3. When you are these look at all the food choices they offer, pick 1 item, take a small serving and nurse it for the evening.
4. Don't harass your friends about their food choices, when you start losing weight, if you don't make a pest of yourself your friends might be motivated to ask what you are doing and want to start to make changes themselves, but this is their choice not yours.
They can be a good friend to you while you lose weight and you can be a good friend to them by not cutting them out of your life while you improve your health.
^^^ This!!!
Also, take something healthy as your "contribution" to the evening. Don't over-fill your plate, but be sure at least half of what you serve yourself is from what you brought.
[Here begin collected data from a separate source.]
//! Soft and hard rollback.
//!
//! - **Soft** ([`RollbackController::activate`]): repoint the active version.
//!   No version is created and the operation can be undone by activating the
//!   previous version again.
//! - **Hard** ([`RollbackController::rollback_hard`]): copy an old version's
//!   content and parameters into a new version and activate it. History is
//!   never rewritten.
//!
//! Only one activation or rollback per template may be in flight at a time. A
//! second request for the same template fails with [`Error::Conflict`] instead
//! of waiting; activation itself is a compare-and-swap, so writers in other
//! processes are caught by storage as well.

use std::collections::HashSet;
use std::sync::{Arc, Mutex};
use std::time::Instant;
use tracing::instrument;

use super::{ChangeTracker, VersionDraft, VersionStore};
use crate::models::{TemplateId, Version};
use crate::storage::ActivationPolicy;
use crate::storage::sqlite::acquire_lock;
use crate::{Error, Result};

/// Rollback strategy, used as a metrics label.
#[derive(Debug, Clone, Copy, PartialEq, Eq)]
pub enum RollbackStrategy {
    /// Repoint the active version.
    Soft,
    /// Materialize a new version from an old one.
    Hard,
}

impl RollbackStrategy {
    /// Returns the label value.
    #[must_use]
    pub const fn as_str(&self) -> &'static str {
        match self {
            Self::Soft => "soft",
            Self::Hard => "hard",
        }
    }
}

/// Executes activations and rollbacks, one per template at a time.
pub struct RollbackController {
    versions: Arc<VersionStore>,
    tracker: Arc<ChangeTracker>,
    in_flight: Mutex<HashSet<TemplateId>>,
}

/// Releases a template's in-flight slot on drop.
struct InFlightGuard<'a> {
    in_flight: &'a Mutex<HashSet<TemplateId>>,
    template_id: TemplateId,
}

impl Drop for InFlightGuard<'_> {
    fn drop(&mut self) {
        acquire_lock(self.in_flight).remove(&self.template_id);
    }
}

impl RollbackController {
    /// Creates a rollback controller.
    #[must_use]
    pub fn new(versions: Arc<VersionStore>, tracker: Arc<ChangeTracker>) -> Self {
        Self {
            versions,
            tracker,
            in_flight: Mutex::new(HashSet::new()),
        }
    }

    fn begin(&self, template_id: &TemplateId) -> Result<InFlightGuard<'_>> {
        if !acquire_lock(&self.in_flight).insert(template_id.clone()) {
            metrics::counter!("rollback_conflicts_total").increment(1);
            return Err(Error::Conflict(format!(
                "another activation or rollback of template '{template_id}' is in progress"
            )));
        }
        Ok(InFlightGuard {
            in_flight: &self.in_flight,
            template_id: template_id.clone(),
        })
    }

    /// Soft rollback: makes `target_version` the active version.
    ///
    /// Re-activating the currently active version is accepted and changes
    /// nothing.
    ///
    /// # Errors
    ///
    /// Returns [`Error::NotFound`] for an unknown template or version, or
    /// [`Error::Conflict`] if another activation or rollback for the template
    /// is in flight.
    #[instrument(skip(self, template_id), fields(template_id = %template_id, strategy = "soft"))]
    pub fn activate(&self, template_id: &TemplateId, target_version: u32) -> Result<Version> {
        let start = Instant::now();
        let _guard = self.begin(template_id)?;

        let result = self.versions.activate_version(template_id, target_version);
        record_rollback_metrics(RollbackStrategy::Soft, start, result.is_ok());
        result
    }

    /// Hard rollback: creates a new version copying `target_version` and
    /// activates it.
    ///
    /// The change log receives an `active_version` entry summarized by
    /// `comment` (or `Rollback to version k`), plus the content changes from the
    /// previously active version. Once the new version is committed the call
    /// succeeds even if the change log cannot be written; the failure is logged.
    ///
    /// # Errors
    ///
    /// Returns [`Error::NotFound`] for an unknown template or version, or
    /// [`Error::Conflict`] if another activation or rollback for the template
    /// is in flight.
    #[instrument(skip(self, template_id, comment), fields(template_id = %template_id, strategy = "hard"))]
    pub fn rollback_hard(
        &self,
        template_id: &TemplateId,
        target_version: u32,
        comment: Option<&str>,
        created_by: &str,
    ) -> Result<Version> {
        let start = Instant::now();
        let _guard = self.begin(template_id)?;

        let result = self.execute_hard(template_id, target_version, comment, created_by);
        record_rollback_metrics(RollbackStrategy::Hard, start, result.is_ok());
        result
    }

    fn execute_hard(
        &self,
        template_id: &TemplateId,
        target_version: u32,
        comment: Option<&str>,
        created_by: &str,
    ) -> Result<Version> {
        let template = self.versions.get_template(template_id)?;
        let target = self.versions.get_version(template_id, target_version)?;
        let previous_active = template
            .active_version
            .map(|number| self.versions.get_version(template_id, number))
            .transpose()?;

        let mut draft = VersionDraft::new(target.content.clone(), created_by)
            .with_parameters(self.versions.get_parameters(&target.id)?);
        draft.comment = comment.map(str::to_string);

        let created = self.versions.insert(
            template_id,
            draft,
            Some(target_version),
            ActivationPolicy::Replace {
                expected: template.active_version,
            },
        )?;

        // The new version is committed and active at this point; a missing log
        // entry is rebuilt by `ChangeTracker::regenerate`.
        if let Err(e) =
            self.tracker
                .record_rollback(previous_active.as_ref(), &created, target_version, comment)
        {
            tracing::warn!(
                template_id = %template_id,
                version = created.version_number,
                error = %e,
                "Failed to record changes for hard rollback"
            );
        }

        tracing::info!(
            template_id = %template_id,
            target = target_version,
            created = created.version_number,
            previous = ?template.active_version,
            "Hard rollback completed"
        );
        Ok(created)
    }
}

fn record_rollback_metrics(strategy: RollbackStrategy, start: Instant, success: bool) {
    let status = if success { "success" } else { "error" };
    metrics::counter!(
        "rollbacks_total",
        "strategy" => strategy.as_str(),
        "status" => status
    )
    .increment(1);
    metrics::histogram!("rollback_duration_ms", "strategy" => strategy.as_str())
        .record(start.elapsed().as_secs_f64() * 1000.0);
}
//! Command handlers module.
//!
//! This module organizes the CLI subcommand dispatch into separate files:
//! - `template.rs`: Template management
//! - `version.rs`: Version creation and inspection
//! - `history.rs`: Change-log maintenance

mod history;
mod template;
mod version;

use std::path::PathBuf;

use clap::Subcommand;

pub use history::cmd_history;
pub use template::cmd_template;
pub use version::cmd_version;

/// Template subcommands.
#[derive(Subcommand)]
pub enum TemplateAction {
    /// Create a template.
    Create {
        /// Template id (lowercase letters, digits, '-' and '_').
        id: String,

        /// Description of the template.
        #[arg(short, long)]
        description: Option<String>,

        /// Mark the template as system-defined.
        #[arg(long)]
        system: bool,

        /// Language tag for parsed components (default from config).
        #[arg(short, long)]
        language: Option<String>,
    },

    /// List templates.
    List,

    /// Show a template.
    Show {
        /// Template id.
        id: String,
    },

    /// Delete a template with all its versions and change history.
    Delete {
        /// Template id.
        id: String,
    },
}

/// Version subcommands.
#[derive(Subcommand)]
pub enum VersionAction {
    /// Create a new version. Content is read from stdin if neither inline
    /// content nor --from-file is given.
    Create {
        /// Template id.
        template: String,

        /// Inline content.
        content: Option<String>,

        /// Path to file containing the content.
        #[arg(long)]
        from_file: Option<PathBuf>,

        /// Parameter as key=value (repeatable).
        #[arg(short, long = "param")]
        params: Vec<String>,

        /// Author (default from config).
        #[arg(short, long, env = "PROMPTVC_AUTHOR")]
        author: Option<String>,

        /// Note attached to the version.
        #[arg(long)]
        comment: Option<String>,
    },

    /// List versions of a template.
    List {
        /// Template id.
        template: String,
    },

    /// Show a version.
    Show {
        /// Template id.
        template: String,

        /// Version number.
        version: u32,
    },

    /// Show the active version.
    Active {
        /// Template id.
        template: String,
    },

    /// Show a version's parsed components.
    Components {
        /// Template id.
        template: String,

        /// Version number.
        version: u32,
    },

    /// Show a version's parameters.
    Parameters {
        /// Template id.
        template: String,

        /// Version number.
        version: u32,
    },
}

/// History subcommands.
#[derive(Subcommand)]
pub enum HistoryAction {
    /// Re-record changes for versions that have none.
    Regenerate {
        /// Template id.
        template: String,
    },
}
//! Version command handler.

use promptvc::cli::{
    CreateVersionArgs, OutputFormat, cmd_version_active, cmd_version_components,
    cmd_version_create, cmd_version_list, cmd_version_parameters, cmd_version_show,
};
use promptvc::services::PromptVersionService;

use super::VersionAction;

/// Version command.
pub fn cmd_version(
    service: &PromptVersionService,
    action: VersionAction,
    format: OutputFormat,
) -> Result<(), Box<dyn std::error::Error>> {
    match action {
        VersionAction::Create {
            template,
            content,
            from_file,
            params,
            author,
            comment,
        } => {
            let args = CreateVersionArgs {
                template,
                content,
                from_file,
                params,
                author,
                comment,
            };
            cmd_version_create(service, args, format)
        },

        VersionAction::List { template } => cmd_version_list(service, template, format),

        VersionAction::Show { template, version } => {
            cmd_version_show(service, template, version, format)
        },

        VersionAction::Active { template } => cmd_version_active(service, template, format),

        VersionAction::Components { template, version } => {
            cmd_version_components(service, template, version, format)
        },

        VersionAction::Parameters { template, version } => {
            cmd_version_parameters(service, template, version, format)
        },
    }
}
//! Change log records.

use serde::{Deserialize, Serialize};

use super::{ChangeType, TemplateId};

/// Field name used for rollback entries.
pub const ACTIVE_VERSION_FIELD: &str = "active_version";

/// A persisted, field-level difference observed between two versions.
///
/// Changes are derived from diffs and only ever appended.
#[derive(Debug, Clone, PartialEq, Eq, Serialize, Deserialize)]
pub struct Change {
    /// Monotonic row identifier.
    pub id: i64,
    /// Template the change belongs to.
    pub template_id: TemplateId,
    /// Source version; `None` when there was no predecessor.
    pub from_version: Option<u32>,
    /// Target version.
    pub to_version: u32,
    /// Kind of change.
    pub change_type: ChangeType,
    /// Changed field, e.g. `component.meta_prompt.meta_prompt` or `parameter.temperature`.
    pub field_name: String,
    /// Value before the change.
    pub old_value: Option<String>,
    /// Value after the change.
    pub new_value: Option<String>,
    /// Human-readable summary.
    pub change_summary: Option<String>,
    /// Timestamp the change was recorded (Unix epoch seconds).
    pub changed_at: u64,
}

impl Change {
    /// Returns true if this entry documents a hard rollback.
    #[must_use]
    pub fn is_rollback(&self) -> bool {
        self.field_name == ACTIVE_VERSION_FIELD
    }
}

/// A change about to be appended to the log.
#[derive(Debug, Clone, PartialEq, Eq)]
pub struct NewChange {
    /// Template the change belongs to.
    pub template_id: TemplateId,
    /// Source version.
    pub from_version: Option<u32>,
    /// Target version.
    pub to_version: u32,
    /// Kind of change.
    pub change_type: ChangeType,
    /// Changed field.
    pub field_name: String,
    /// Value before the change.
    pub old_value: Option<String>,
    /// Value after the change.
    pub new_value: Option<String>,
    /// Human-readable summary.
    pub change_summary: Option<String>,
}
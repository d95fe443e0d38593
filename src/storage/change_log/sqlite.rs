//! SQLite-based change log storage.

use super::ChangeLogStorage;
use crate::models::{Change, ChangeType, NewChange, TemplateId};
use crate::storage::sqlite::{SqliteDatabase, sqlite_err};
use crate::{Error, Result};
use rusqlite::{Row, params};
use std::sync::Arc;

const CHANGE_SELECT: &str = "SELECT id, template_id, from_version, to_version, change_type, field_name,
            old_value, new_value, change_summary, changed_at
     FROM changes";

/// `SQLite`-based change log storage.
pub struct SqliteChangeLogStorage {
    db: Arc<SqliteDatabase>,
}

impl SqliteChangeLogStorage {
    /// Creates a change log storage over a shared database.
    #[must_use]
    pub const fn new(db: Arc<SqliteDatabase>) -> Self {
        Self { db }
    }

    fn query(
        &self,
        operation: &'static str,
        filter: &str,
        template_id: &TemplateId,
        to_version: u32,
    ) -> Result<Vec<Change>> {
        self.db.read(operation, |conn| {
            let mut stmt = conn
                .prepare_cached(&format!(
                    "{CHANGE_SELECT} WHERE template_id = ?1 AND {filter} ORDER BY to_version, id"
                ))
                .map_err(sqlite_err(operation))?;
            let rows = stmt
                .query_map(params![template_id.as_str(), to_version], change_from_row)
                .map_err(sqlite_err(operation))?;
            rows.collect::<rusqlite::Result<Vec<_>>>()
                .map_err(sqlite_err(operation))
        })
    }
}

#[allow(clippy::cast_sign_loss)]
fn change_from_row(row: &Row<'_>) -> rusqlite::Result<Change> {
    let change_type: String = row.get(4)?;
    Ok(Change {
        id: row.get(0)?,
        template_id: TemplateId::from_trusted(row.get(1)?),
        from_version: row.get(2)?,
        to_version: row.get(3)?,
        change_type: ChangeType::parse(&change_type).unwrap_or(ChangeType::Updated),
        field_name: row.get(5)?,
        old_value: row.get(6)?,
        new_value: row.get(7)?,
        change_summary: row.get(8)?,
        changed_at: row.get::<_, i64>(9)? as u64,
    })
}

impl ChangeLogStorage for SqliteChangeLogStorage {
    #[allow(clippy::cast_possible_wrap)]
    fn append(&self, changes: &[NewChange]) -> Result<Vec<Change>> {
        if changes.is_empty() {
            return Ok(Vec::new());
        }

        self.db.write("append_changes", |conn| {
            let now = crate::current_timestamp();
            let mut stmt = conn
                .prepare_cached(
                    "INSERT INTO changes
                     (template_id, from_version, to_version, change_type, field_name,
                      old_value, new_value, change_summary, changed_at)
                     VALUES (?1, ?2, ?3, ?4, ?5, ?6, ?7, ?8, ?9)",
                )
                .map_err(sqlite_err("append_changes"))?;

            let mut stored = Vec::with_capacity(changes.len());
            for change in changes {
                stmt.execute(params![
                    change.template_id.as_str(),
                    change.from_version,
                    change.to_version,
                    change.change_type.as_str(),
                    change.field_name,
                    change.old_value,
                    change.new_value,
                    change.change_summary,
                    now as i64,
                ])
                .map_err(|e| match sqlite_err("append_changes")(e) {
                    Error::Storage { cause, .. } if cause.contains("FOREIGN KEY") => {
                        Error::NotFound(format!("template '{}'", change.template_id))
                    },
                    other => other,
                })?;

                stored.push(Change {
                    id: conn.last_insert_rowid(),
                    template_id: change.template_id.clone(),
                    from_version: change.from_version,
                    to_version: change.to_version,
                    change_type: change.change_type,
                    field_name: change.field_name.clone(),
                    old_value: change.old_value.clone(),
                    new_value: change.new_value.clone(),
                    change_summary: change.change_summary.clone(),
                    changed_at: now,
                });
            }
            Ok(stored)
        })
    }

    fn changes_to(&self, template_id: &TemplateId, to_version: u32) -> Result<Vec<Change>> {
        self.query("changes_to", "to_version = ?2", template_id, to_version)
    }

    fn changes_through(&self, template_id: &TemplateId, to_version: u32) -> Result<Vec<Change>> {
        self.query("changes_through", "to_version <= ?2", template_id, to_version)
    }

    fn recorded_versions(&self, template_id: &TemplateId) -> Result<Vec<u32>> {
        self.db.read("recorded_versions", |conn| {
            let mut stmt = conn
                .prepare_cached(
                    "SELECT DISTINCT to_version FROM changes WHERE template_id = ?1 ORDER BY to_version",
                )
                .map_err(sqlite_err("recorded_versions"))?;
            let rows = stmt
                .query_map(params![template_id.as_str()], |row| row.get(0))
                .map_err(sqlite_err("recorded_versions"))?;
            rows.collect::<rusqlite::Result<Vec<_>>>()
                .map_err(sqlite_err("recorded_versions"))
        })
    }
}
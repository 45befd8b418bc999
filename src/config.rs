//! Report configuration, read from TOML.
//!
//! ```toml
//! dataset = "data/Wine-Data.json"
//! class_field = "Alcohol"
//! precision = 3
//! ```
//!
//! Every key is optional; missing keys take the [`Default`] value.

use std::fs;
use std::path::{Path, PathBuf};

use serde::{Deserialize, Serialize};

use crate::error::ConfigError;
use crate::record::ALCOHOL;

pub const DEFAULT_DATASET: &str = "Wine-Data.json";
pub const DEFAULT_PRECISION: usize = 3;

/// Where to read the dataset from and how to render the tables.
#[derive(Debug, Clone, PartialEq, Serialize, Deserialize)]
#[serde(default, deny_unknown_fields)]
pub struct ReportConfig {
    /// Path of the JSON dataset.
    pub dataset: PathBuf,
    /// Field holding the class label.
    pub class_field: String,
    /// Decimal places in rendered tables.
    pub precision: usize,
}

impl Default for ReportConfig {
    fn default() -> Self {
        Self {
            dataset: PathBuf::from(DEFAULT_DATASET),
            class_field: ALCOHOL.to_string(),
            precision: DEFAULT_PRECISION,
        }
    }
}

impl ReportConfig {
    /// Parses a config from TOML text.
    ///
    /// # Errors
    /// [`ConfigError::Parse`] for malformed TOML, unknown keys or wrongly
    /// typed values.
    pub fn from_toml_str(text: &str) -> Result<Self, ConfigError> {
        Ok(toml::from_str(text)?)
    }

    /// Reads and parses the config file at `path`.
    ///
    /// # Errors
    /// [`ConfigError::Io`] if the file cannot be read, otherwise as
    /// [`ReportConfig::from_toml_str`].
    pub fn load(path: impl AsRef<Path>) -> Result<Self, ConfigError> {
        let text = fs::read_to_string(path)?;
        Self::from_toml_str(&text)
    }
}
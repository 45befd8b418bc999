//! Loading the dataset and partitioning it by class.

use std::collections::BTreeMap;
use std::fs;
use std::io;
use std::path::Path;

use tracing::{debug, info};

use crate::error::DatasetError;
use crate::gamma::DerivedRecord;
use crate::record::{ClassLabel, WineRecord};

/// The in-memory dataset, in source order.
#[derive(Debug, Clone, Default, PartialEq)]
pub struct Dataset {
    records: Vec<WineRecord>,
}

impl Dataset {
    /// Wraps records that are already in memory.
    pub fn new(records: Vec<WineRecord>) -> Self {
        Self { records }
    }

    /// Parses a JSON array of objects.
    ///
    /// # Errors
    /// [`DatasetError::Parse`] for malformed JSON, [`DatasetError::Empty`]
    /// for an empty array.
    pub fn from_json_str(text: &str) -> Result<Self, DatasetError> {
        let records: Vec<WineRecord> = serde_json::from_str(text)?;
        if records.is_empty() {
            return Err(DatasetError::Empty);
        }
        info!(records = records.len(), "dataset loaded");
        Ok(Self { records })
    }

    /// Reads and parses the dataset at `path`.
    ///
    /// # Errors
    /// [`DatasetError::NotFound`] if the file does not exist, otherwise as
    /// [`Dataset::from_json_str`].
    pub fn load(path: impl AsRef<Path>) -> Result<Self, DatasetError> {
        let path = path.as_ref();
        debug!(path = %path.display(), "reading dataset");
        let text = match fs::read_to_string(path) {
            Ok(text) => text,
            Err(e) if e.kind() == io::ErrorKind::NotFound => {
                return Err(DatasetError::NotFound(path.to_path_buf()))
            }
            Err(e) => return Err(e.into()),
        };
        Self::from_json_str(&text)
    }

    /// All records, in source order.
    pub fn records(&self) -> &[WineRecord] {
        &self.records
    }

    /// Number of records.
    pub fn len(&self) -> usize {
        self.records.len()
    }

    /// Whether there are no records.
    pub fn is_empty(&self) -> bool {
        self.records.is_empty()
    }

    /// Groups records by the class label stored in `class_field`.
    ///
    /// # Errors
    /// See [`group_by_class`].
    pub fn group_by_class(
        &self,
        class_field: &str,
    ) -> Result<BTreeMap<ClassLabel, Vec<&WineRecord>>, DatasetError> {
        group_by_class(&self.records, class_field)
    }

    /// Every record with its Gamma attached, in source order.
    pub fn with_gamma(&self) -> Vec<DerivedRecord> {
        self.records
            .iter()
            .cloned()
            .map(DerivedRecord::from_record)
            .collect()
    }
}

/// Partitions `items` by the class label in `class_field`.
///
/// Groups are ordered by ascending label; within a group, items keep
/// their input order. Every group is non-empty.
///
/// # Errors
/// [`DatasetError::InvalidClass`] for the first item whose class field is
/// missing or not a whole number.
pub fn group_by_class<'a, T: AsRef<WineRecord>>(
    items: &'a [T],
    class_field: &str,
) -> Result<BTreeMap<ClassLabel, Vec<&'a T>>, DatasetError> {
    let mut groups: BTreeMap<ClassLabel, Vec<&'a T>> = BTreeMap::new();
    for (index, item) in items.iter().enumerate() {
        let label = item
            .as_ref()
            .class_label(class_field)
            .ok_or_else(|| DatasetError::InvalidClass {
                index,
                field: class_field.to_string(),
            })?;
        groups.entry(label).or_default().push(item);
    }
    debug!(classes = groups.len(), "grouped records by class");
    Ok(groups)
}
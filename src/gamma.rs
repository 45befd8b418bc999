//! Derived Gamma field and best-effort numeric coercion.
//!
//! Gamma is `(Ash × Hue) / Magnesium`, computed once per record. Inputs
//! are coerced leniently: a field that does not read as a number counts
//! as 0. A division that yields NaN or infinity falls back to 0 as well,
//! so [`gamma`] never fails. Callers that need to tell a genuine zero
//! from a fallback use [`Gamma::compute`] instead.

use serde::Serialize;
use serde_json::Value;
use tracing::warn;

use crate::record::WineRecord;

/// Reads `value` as a number, if it holds one.
///
/// JSON numbers are returned as-is. Text is read like a lenient float
/// parser: leading whitespace is skipped and the longest numeric prefix
/// is used, so `"3.2 mg"` reads as `3.2`. Everything else is `None`.
///
/// # Examples
/// ```
/// use serde_json::json;
/// use vinostat::gamma::parse_number;
/// assert_eq!(parse_number(&json!(2.5)), Some(2.5));
/// assert_eq!(parse_number(&json!(" 1e2x")), Some(100.0));
/// assert_eq!(parse_number(&json!("n/a")), None);
/// ```
pub fn parse_number(value: &Value) -> Option<f64> {
    match value {
        Value::Number(n) => n.as_f64(),
        Value::String(s) => parse_leading_float(s),
        _ => None,
    }
}

/// Best-effort coercion: [`parse_number`], or 0 when that yields nothing.
pub fn coerce_number(value: &Value) -> f64 {
    parse_number(value).unwrap_or(0.0)
}

/// Parses the longest prefix of `s` (after leading whitespace) that forms
/// a decimal float: `[+-]digits[.digits][(e|E)[+-]digits]`.
fn parse_leading_float(s: &str) -> Option<f64> {
    let s = s.trim_start();
    let bytes = s.as_bytes();
    let mut end = 0;

    if matches!(bytes.first(), Some(b'+' | b'-')) {
        end += 1;
    }
    let int_start = end;
    while bytes.get(end).is_some_and(u8::is_ascii_digit) {
        end += 1;
    }
    let mut digits = end - int_start;
    if bytes.get(end) == Some(&b'.') {
        let frac_start = end + 1;
        let mut frac_end = frac_start;
        while bytes.get(frac_end).is_some_and(u8::is_ascii_digit) {
            frac_end += 1;
        }
        digits += frac_end - frac_start;
        end = frac_end;
    }
    if digits == 0 {
        return None;
    }

    // exponent only counts when at least one digit follows
    if matches!(bytes.get(end), Some(b'e' | b'E')) {
        let mut exp_end = end + 1;
        if matches!(bytes.get(exp_end), Some(b'+' | b'-')) {
            exp_end += 1;
        }
        let exp_digits_start = exp_end;
        while bytes.get(exp_end).is_some_and(u8::is_ascii_digit) {
            exp_end += 1;
        }
        if exp_end > exp_digits_start {
            end = exp_end;
        }
    }

    s[..end].parse().ok()
}

/// Outcome of a Gamma computation that keeps fallbacks visible.
#[derive(Debug, Clone, Copy, PartialEq)]
pub enum Gamma {
    /// The ratio was finite. May be exactly zero.
    Computed(f64),
    /// The ratio was NaN or infinite (e.g. zero magnesium).
    Fallback,
}

impl Gamma {
    /// Computes `(ash * hue) / magnesium`.
    ///
    /// # Examples
    /// ```
    /// use vinostat::gamma::Gamma;
    /// assert_eq!(Gamma::compute(2.0, 3.0, 4.0), Gamma::Computed(1.5));
    /// assert_eq!(Gamma::compute(2.0, 1.0, 0.0), Gamma::Fallback);
    /// assert_eq!(Gamma::compute(0.0, 1.0, 5.0), Gamma::Computed(0.0));
    /// ```
    pub fn compute(ash: f64, hue: f64, magnesium: f64) -> Self {
        let ratio = (ash * hue) / magnesium;
        if ratio.is_finite() {
            Gamma::Computed(ratio)
        } else {
            Gamma::Fallback
        }
    }

    /// The lenient value: fallbacks and zeros both read as `0.0`.
    pub fn value(self) -> f64 {
        match self {
            Gamma::Computed(v) if v != 0.0 => v,
            _ => 0.0,
        }
    }

    /// Whether the ratio was not finite.
    pub fn is_fallback(self) -> bool {
        matches!(self, Gamma::Fallback)
    }
}

/// Computes Gamma with the lenient fallback policy.
///
/// # Examples
/// ```
/// use vinostat::gamma::gamma;
/// assert_eq!(gamma(2.0, 3.0, 4.0), 1.5);
/// assert_eq!(gamma(2.0, 1.0, 0.0), 0.0);
/// ```
pub fn gamma(ash: f64, hue: f64, magnesium: f64) -> f64 {
    Gamma::compute(ash, hue, magnesium).value()
}

/// A source record with its computed Gamma attached.
///
/// Serializes as the original fields plus a `Gamma` field.
#[derive(Debug, Clone, PartialEq, Serialize)]
pub struct DerivedRecord {
    #[serde(flatten)]
    record: WineRecord,
    #[serde(rename = "Gamma")]
    gamma: f64,
}

impl DerivedRecord {
    /// Computes Gamma from the record's `Ash`, `Hue` and `Magnesium`.
    pub fn from_record(record: WineRecord) -> Self {
        let outcome = Gamma::compute(record.ash(), record.hue(), record.magnesium());
        if outcome.is_fallback() {
            warn!(
                ash = record.ash(),
                hue = record.hue(),
                magnesium = record.magnesium(),
                "gamma is not finite, using 0"
            );
        }
        Self {
            record,
            gamma: outcome.value(),
        }
    }

    /// The source record, unchanged.
    pub fn record(&self) -> &WineRecord {
        &self.record
    }

    /// The lenient Gamma value.
    pub fn gamma(&self) -> f64 {
        self.gamma
    }
}

impl AsRef<WineRecord> for DerivedRecord {
    fn as_ref(&self) -> &WineRecord {
        &self.record
    }
}


#[cfg(test)]
mod proptests {
    use super::*;
    use proptest::prelude::*;

    proptest! {
        #![proptest_config(ProptestConfig::with_cases(300))]

        #[test]
        fn gamma_is_always_finite(
            ash in prop::num::f64::ANY,
            hue in prop::num::f64::ANY,
            magnesium in prop::num::f64::ANY,
        ) {
            prop_assert!(gamma(ash, hue, magnesium).is_finite());
        }

        #[test]
        fn gamma_matches_ratio_for_positive_inputs(
            ash in 0.1_f64..10.0,
            hue in 0.1_f64..10.0,
            magnesium in 1.0_f64..200.0,
        ) {
            prop_assert_eq!(gamma(ash, hue, magnesium), (ash * hue) / magnesium);
        }

        #[test]
        fn formatted_float_reads_back(x in -1e6_f64..1e6) {
            let text = format!("{x}");
            prop_assert_eq!(parse_number(&Value::String(text)), Some(x));
        }
    }
}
Also, some people will comment on what's on your plate, especially if they notice you're doing something different from themselves. This doesn't apply just to your friends, but to anyone you encounter in a social setting. (Don't know why they feel entitled to comment, but that's a topic for a whole other thread!)
To those people, I simply respond, "I have been respectful enough not to comment on what you have on your plate; I would appreciated the same courtesy." This line, delivered with a smile and a pleasant tone, generally shuts down any further comments, but prevents an unpleasant or awkward vibe from disrupting the event.
Of course, there's also nothing wrong with telling your gf's, "I'm sorry I can't make it tonight, but let me know next time!" It's short notice, so you could legitimately have something planned, and that gives you more time to emotionally prepare for hanging out with them in the future.
Best of luck! :flowerforyou:0 -
I don't get it.
Go. Enjoy yourself. Log your food. Stay in a calorie deficit.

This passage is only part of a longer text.